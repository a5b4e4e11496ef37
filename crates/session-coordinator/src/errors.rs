//! Session coordinator error types.
//!
//! All errors map to HTTP status codes via the `IntoResponse` impl. Messages
//! for 5xx errors are generic; the underlying cause is logged server-side.
//! AI failures never appear here: they are absorbed by the summarization
//! worker (see `services::summarizer`).

use axum::{
    http::StatusCode,
    response::{IntoResponse, Response},
    Json,
};
use serde::Serialize;
use thiserror::Error;

/// Session coordinator error type.
///
/// Maps to HTTP status codes:
/// - NotFound: 404 Not Found
/// - Unauthorized: 401 Unauthorized
/// - InvalidTransition: 409 Conflict
/// - MeetingEnded: 410 Gone
/// - BadRequest: 400 Bad Request
/// - Configuration, Database, Internal: 500 Internal Server Error
#[derive(Debug, Error)]
pub enum CoordinatorError {
    #[error("Not found: {0}")]
    NotFound(String),

    #[error("Unauthorized: {0}")]
    Unauthorized(String),

    #[error("Invalid transition: {0}")]
    InvalidTransition(String),

    #[error("Meeting ended: {0}")]
    MeetingEnded(String),

    #[error("Bad request: {0}")]
    BadRequest(String),

    #[error("Configuration error: {0}")]
    Configuration(String),

    #[error("Database error: {0}")]
    Database(String),

    #[error("Internal error: {0}")]
    Internal(String),
}

impl CoordinatorError {
    /// Returns the HTTP status code for this error (for metrics recording).
    pub fn status_code(&self) -> u16 {
        match self {
            CoordinatorError::NotFound(_) => 404,
            CoordinatorError::Unauthorized(_) => 401,
            CoordinatorError::InvalidTransition(_) => 409,
            CoordinatorError::MeetingEnded(_) => 410,
            CoordinatorError::BadRequest(_) => 400,
            CoordinatorError::Configuration(_)
            | CoordinatorError::Database(_)
            | CoordinatorError::Internal(_) => 500,
        }
    }

    /// Machine-readable error code returned to clients.
    pub fn error_code(&self) -> &'static str {
        match self {
            CoordinatorError::NotFound(_) => "NOT_FOUND",
            CoordinatorError::Unauthorized(_) => "UNAUTHORIZED",
            CoordinatorError::InvalidTransition(_) => "INVALID_TRANSITION",
            CoordinatorError::MeetingEnded(_) => "MEETING_ENDED",
            CoordinatorError::BadRequest(_) => "INVALID_REQUEST",
            CoordinatorError::Configuration(_) => "CONFIGURATION_ERROR",
            CoordinatorError::Database(_) => "DATABASE_ERROR",
            CoordinatorError::Internal(_) => "INTERNAL_ERROR",
        }
    }

    /// Bounded label for metrics.
    pub fn metric_label(&self) -> &'static str {
        match self {
            CoordinatorError::NotFound(_) => "not_found",
            CoordinatorError::Unauthorized(_) => "unauthorized",
            CoordinatorError::InvalidTransition(_) => "invalid_transition",
            CoordinatorError::MeetingEnded(_) => "meeting_ended",
            CoordinatorError::BadRequest(_) => "bad_request",
            CoordinatorError::Configuration(_) => "configuration",
            CoordinatorError::Database(_) => "database",
            CoordinatorError::Internal(_) => "internal",
        }
    }

    /// Client-safe message. Server-side detail is logged, never returned.
    pub fn client_message(&self) -> String {
        match self {
            CoordinatorError::NotFound(msg)
            | CoordinatorError::Unauthorized(msg)
            | CoordinatorError::InvalidTransition(msg)
            | CoordinatorError::MeetingEnded(msg)
            | CoordinatorError::BadRequest(msg) => msg.clone(),
            CoordinatorError::Configuration(_) => {
                "The service is not configured to complete this request".to_string()
            }
            CoordinatorError::Database(_) => "An internal database error occurred".to_string(),
            CoordinatorError::Internal(_) => "An internal error occurred".to_string(),
        }
    }
}

#[derive(Serialize)]
pub(crate) struct ErrorResponse {
    pub(crate) error: ErrorDetail,
}

#[derive(Serialize)]
pub(crate) struct ErrorDetail {
    pub(crate) code: String,
    pub(crate) message: String,
}

impl IntoResponse for CoordinatorError {
    fn into_response(self) -> Response {
        match &self {
            CoordinatorError::Configuration(detail) => {
                // Missing signing or service credentials: fatal for the request, never silent
                tracing::error!(target: "sc.config", detail = %detail, "Configuration error");
            }
            CoordinatorError::Database(err) => {
                tracing::error!(target: "sc.database", error = %err, "Database operation failed");
            }
            CoordinatorError::Internal(err) => {
                tracing::error!(target: "sc.internal", error = %err, "Internal error");
            }
            _ => {}
        }

        let status = StatusCode::from_u16(self.status_code())
            .unwrap_or(StatusCode::INTERNAL_SERVER_ERROR);

        let error_response = ErrorResponse {
            error: ErrorDetail {
                code: self.error_code().to_string(),
                message: self.client_message(),
            },
        };

        let mut response = (status, Json(error_response)).into_response();

        if status == StatusCode::UNAUTHORIZED {
            if let Ok(header_value) =
                "Bearer realm=\"session-coordinator\", error=\"invalid_token\"".parse()
            {
                response
                    .headers_mut()
                    .insert("WWW-Authenticate", header_value);
            }
        }

        response
    }
}

/// Convert sqlx errors to CoordinatorError
impl From<sqlx::Error> for CoordinatorError {
    fn from(err: sqlx::Error) -> Self {
        CoordinatorError::Database(err.to_string())
    }
}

• Work to be completed: The lines holding the word "InvalidTransition" are the answer. Find them in the entries and copy them.

• Task solution:
/// - InvalidTransition: 409 Conflict
    InvalidTransition(String),
            CoordinatorError::InvalidTransition(_) => 409,
            CoordinatorError::InvalidTransition(_) => "INVALID_TRANSITION",
            CoordinatorError::InvalidTransition(_) => "invalid_transition",
            | CoordinatorError::InvalidTransition(msg)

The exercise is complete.